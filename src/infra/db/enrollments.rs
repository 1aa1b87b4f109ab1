use async_trait::async_trait;
use time::OffsetDateTime;

use crate::{
    application::repos::{CreateEnrollmentParams, EnrollmentsRepo, RepoError},
    domain::entities::EnrollmentRecord,
};

use super::{PostgresRepositories, map_sqlx_error};

const ENROLLMENT_COLUMNS: &str = "id, journey_id, list_entry_id, email, enrolled_at, bypass, \
     unsubscribed, created_at, updated_at";

#[derive(sqlx::FromRow)]
struct EnrollmentRow {
    id: i64,
    journey_id: i64,
    list_entry_id: Option<i64>,
    email: String,
    enrolled_at: OffsetDateTime,
    bypass: bool,
    unsubscribed: bool,
    created_at: OffsetDateTime,
    updated_at: OffsetDateTime,
}

impl From<EnrollmentRow> for EnrollmentRecord {
    fn from(row: EnrollmentRow) -> Self {
        Self {
            id: row.id,
            journey_id: row.journey_id,
            list_entry_id: row.list_entry_id,
            email: row.email,
            enrolled_at: row.enrolled_at,
            bypass: row.bypass,
            unsubscribed: row.unsubscribed,
            created_at: row.created_at,
            updated_at: row.updated_at,
        }
    }
}

#[async_trait]
impl EnrollmentsRepo for PostgresRepositories {
    async fn find_enrollment(&self, id: i64) -> Result<Option<EnrollmentRecord>, RepoError> {
        let sql = format!("SELECT {ENROLLMENT_COLUMNS} FROM enrollments WHERE id = $1");
        let row = sqlx::query_as::<_, EnrollmentRow>(&sql)
            .bind(id)
            .fetch_optional(self.pool())
            .await
            .map_err(map_sqlx_error)?;
        Ok(row.map(EnrollmentRecord::from))
    }

    async fn create_enrollment(
        &self,
        params: CreateEnrollmentParams,
    ) -> Result<EnrollmentRecord, RepoError> {
        let sql = format!(
            "INSERT INTO enrollments (journey_id, list_entry_id, email, enrolled_at, bypass) \
             VALUES ($1, $2, $3, $4, $5) \
             RETURNING {ENROLLMENT_COLUMNS}"
        );
        let row = sqlx::query_as::<_, EnrollmentRow>(&sql)
            .bind(params.journey_id)
            .bind(params.list_entry_id)
            .bind(&params.email)
            .bind(params.enrolled_at)
            .bind(params.bypass)
            .fetch_one(self.pool())
            .await
            .map_err(map_sqlx_error)?;
        Ok(row.into())
    }

    async fn enrollment_ids_for_email(&self, email: &str) -> Result<Vec<i64>, RepoError> {
        sqlx::query_scalar::<_, i64>("SELECT id FROM enrollments WHERE email = $1 ORDER BY id")
            .bind(email)
            .fetch_all(self.pool())
            .await
            .map_err(map_sqlx_error)
    }

    async fn find_for_email_in_journey(
        &self,
        email: &str,
        journey_id: i64,
    ) -> Result<Option<EnrollmentRecord>, RepoError> {
        let sql = format!(
            "SELECT {ENROLLMENT_COLUMNS} FROM enrollments \
             WHERE email = $1 AND journey_id = $2 \
             ORDER BY id DESC LIMIT 1"
        );
        let row = sqlx::query_as::<_, EnrollmentRow>(&sql)
            .bind(email)
            .bind(journey_id)
            .fetch_optional(self.pool())
            .await
            .map_err(map_sqlx_error)?;
        Ok(row.map(EnrollmentRecord::from))
    }

    async fn mark_unsubscribed(&self, id: i64, at: OffsetDateTime) -> Result<bool, RepoError> {
        let result = sqlx::query(
            "UPDATE enrollments SET unsubscribed = TRUE, updated_at = $2 WHERE id = $1",
        )
        .bind(id)
        .bind(at)
        .execute(self.pool())
        .await
        .map_err(map_sqlx_error)?;
        Ok(result.rows_affected() == 1)
    }
}
use async_trait::async_trait;
use dripline::{
    application::{
        branching::BranchHandler,
        dispatch::{BatchDispatcher, DispatchSettings},
        expander::SequenceExpander,
        lifecycle::EnrollmentLifecycle,
        links::{LinkError, LinkResolver},
        mailer::{CampaignEmail, CampaignMailer, ConfirmationEmail, MailError},
        repos::{
            CreateEnrollmentParams, CreateListEntryParams, DueListEntry, DueSend, EnrollmentsRepo,
            JourneysRepo, ListEntriesRepo, NewScheduledSend, RepoError, ScheduledSendsRepo,
            StatsRepo, StepsRepo, WithdrawScope,
        },
        subscriptions::SubscriptionService,
    },
    domain::{
        calendar::HolidayCalendar,
        entities::{
            EnrollmentRecord, JourneyRecord, ListEntryRecord, ScheduledSendRecord,
            StatCounterRecord, StatCounts, StepRecord,
        },
        rules::StepRules,
        schedule::{SchedulePolicy, SendTimeCalculator},
        send_time::SendTime,
        types::{SendStatus, StatKind, TrackingKind},
    },
};
use time::{Duration, OffsetDateTime, macros::datetime};

pub const BASE_URL: &str = "https://mail.test";

#[derive(Default)]
struct State {
    next_id: i64,
    journeys: BTreeMap<i64, JourneyRecord>,
    list_entries: BTreeMap<i64, ListEntryRecord>,
    enrollments: BTreeMap<i64, EnrollmentRecord>,
    steps: BTreeMap<i64, StepRecord>,
    sends: BTreeMap<i64, ScheduledSendRecord>,
    stats: BTreeMap<(i64, i64), StatCounterRecord>,
}

impl State {
    fn id(&mut self) -> i64 {
        self.next_id += 1;
        self.next_id
    }
}

/// Single store implementing every repository trait.
#[derive(Default)]
pub struct MemoryStore {
    state: Mutex<State>,
    fail_inserts: AtomicBool,
    fail_stats: AtomicBool,
}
-.-.-
### WORK INSTRUCTION
Set down the records again in full. Match them exactly.

### YOUR RESPONSE
filename src/infra/db/enrollments.rs
repository 1aa1b87b4f109ab1
use async_trait::async_trait;
use time::OffsetDateTime;

use crate::{
    application::repos::{CreateEnrollmentParams, EnrollmentsRepo, RepoError},
    domain::entities::EnrollmentRecord,
};

use super::{PostgresRepositories, map_sqlx_error};

const ENROLLMENT_COLUMNS: &str = "id, journey_id, list_entry_id, email, enrolled_at, bypass, \
     unsubscribed, created_at, updated_at";

#[derive(sqlx::FromRow)]
struct EnrollmentRow {
    id: i64,
    journey_id: i64,
    list_entry_id: Option<i64>,
    email: String,
    enrolled_at: OffsetDateTime,
    bypass: bool,
    unsubscribed: bool,
    created_at: OffsetDateTime,
    updated_at: OffsetDateTime,
}

impl From<EnrollmentRow> for EnrollmentRecord {
    fn from(row: EnrollmentRow) -> Self {
        Self {
            id: row.id,
            journey_id: row.journey_id,
            list_entry_id: row.list_entry_id,
            email: row.email,
            enrolled_at: row.enrolled_at,
            bypass: row.bypass,
            unsubscribed: row.unsubscribed,
            created_at: row.created_at,
            updated_at: row.updated_at,
        }
    }
}

#[async_trait]
impl EnrollmentsRepo for PostgresRepositories {
    async fn find_enrollment(&self, id: i64) -> Result<Option<EnrollmentRecord>, RepoError> {
        let sql = format!("SELECT {ENROLLMENT_COLUMNS} FROM enrollments WHERE id = $1");
        let row = sqlx::query_as::<_, EnrollmentRow>(&sql)
            .bind(id)
            .fetch_optional(self.pool())
            .await
            .map_err(map_sqlx_error)?;
        Ok(row.map(EnrollmentRecord::from))
    }

    async fn create_enrollment(
        &self,
        params: CreateEnrollmentParams,
    ) -> Result<EnrollmentRecord, RepoError> {
        let sql = format!(
            "INSERT INTO enrollments (journey_id, list_entry_id, email, enrolled_at, bypass) \
             VALUES ($1, $2, $3, $4, $5) \
             RETURNING {ENROLLMENT_COLUMNS}"
        );
        let row = sqlx::query_as::<_, EnrollmentRow>(&sql)
            .bind(params.journey_id)
            .bind(params.list_entry_id)
            .bind(&params.email)
            .bind(params.enrolled_at)
            .bind(params.bypass)
            .fetch_one(self.pool())
            .await
            .map_err(map_sqlx_error)?;
        Ok(row.into())
    }

    async fn enrollment_ids_for_email(&self, email: &str) -> Result<Vec<i64>, RepoError> {
        sqlx::query_scalar::<_, i64>("SELECT id FROM enrollments WHERE email = $1 ORDER BY id")
            .bind(email)
            .fetch_all(self.pool())
            .await
            .map_err(map_sqlx_error)
    }

    async fn find_for_email_in_journey(
        &self,
        email: &str,
        journey_id: i64,
    ) -> Result<Option<EnrollmentRecord>, RepoError> {
        let sql = format!(
            "SELECT {ENROLLMENT_COLUMNS} FROM enrollments \
             WHERE email = $1 AND journey_id = $2 \
             ORDER BY id DESC LIMIT 1"
        );
        let row = sqlx::query_as::<_, EnrollmentRow>(&sql)
            .bind(email)
            .bind(journey_id)
            .fetch_optional(self.pool())
            .await
            .map_err(map_sqlx_error)?;
        Ok(row.map(EnrollmentRecord::from))
    }

    async fn mark_unsubscribed(&self, id: i64, at: OffsetDateTime) -> Result<bool, RepoError> {
        let result = sqlx::query(
            "UPDATE enrollments SET unsubscribed = TRUE, updated_at = $2 WHERE id = $1",
        )
        .bind(id)
        .bind(at)
        .execute(self.pool())
        .await
        .map_err(map_sqlx_error)?;
        Ok(result.rows_affected() == 1)
    }
}
use async_trait::async_trait;
use dripline::{
    application::{
        branching::BranchHandler,
        dispatch::{BatchDispatcher, DispatchSettings},
        expander::SequenceExpander,
        lifecycle::EnrollmentLifecycle,
        links::{LinkError, LinkResolver},
        mailer::{CampaignEmail, CampaignMailer, ConfirmationEmail, MailError},
        repos::{
            CreateEnrollmentParams, CreateListEntryParams, DueListEntry, DueSend, EnrollmentsRepo,
            JourneysRepo, ListEntriesRepo, NewScheduledSend, RepoError, ScheduledSendsRepo,
            StatsRepo, StepsRepo, WithdrawScope,
        },
        subscriptions::SubscriptionService,
    },
    domain::{
        calendar::HolidayCalendar,
        entities::{
            EnrollmentRecord, JourneyRecord, ListEntryRecord, ScheduledSendRecord,
            StatCounterRecord, StatCounts, StepRecord,
        },
        rules::StepRules,
        schedule::{SchedulePolicy, SendTimeCalculator},
        send_time::SendTime,
        types::{SendStatus, StatKind, TrackingKind},
    },
};
use time::{Duration, OffsetDateTime, macros::datetime};

pub const BASE_URL: &str = "https://mail.test";

#[derive(Default)]
struct State {
    next_id: i64,
    journeys: BTreeMap<i64, JourneyRecord>,
    list_entries: BTreeMap<i64, ListEntryRecord>,
    enrollments: BTreeMap<i64, EnrollmentRecord>,
    steps: BTreeMap<i64, StepRecord>,
    sends: BTreeMap<i64, ScheduledSendRecord>,
    stats: BTreeMap<(i64, i64), StatCounterRecord>,
}

impl State {
    fn id(&mut self) -> i64 {
        self.next_id += 1;
        self.next_id
    }
}

/// Single store implementing every repository trait.
#[derive(Default)]
pub struct MemoryStore {
    state: Mutex<State>,
    fail_inserts: AtomicBool,
    fail_stats: AtomicBool,
}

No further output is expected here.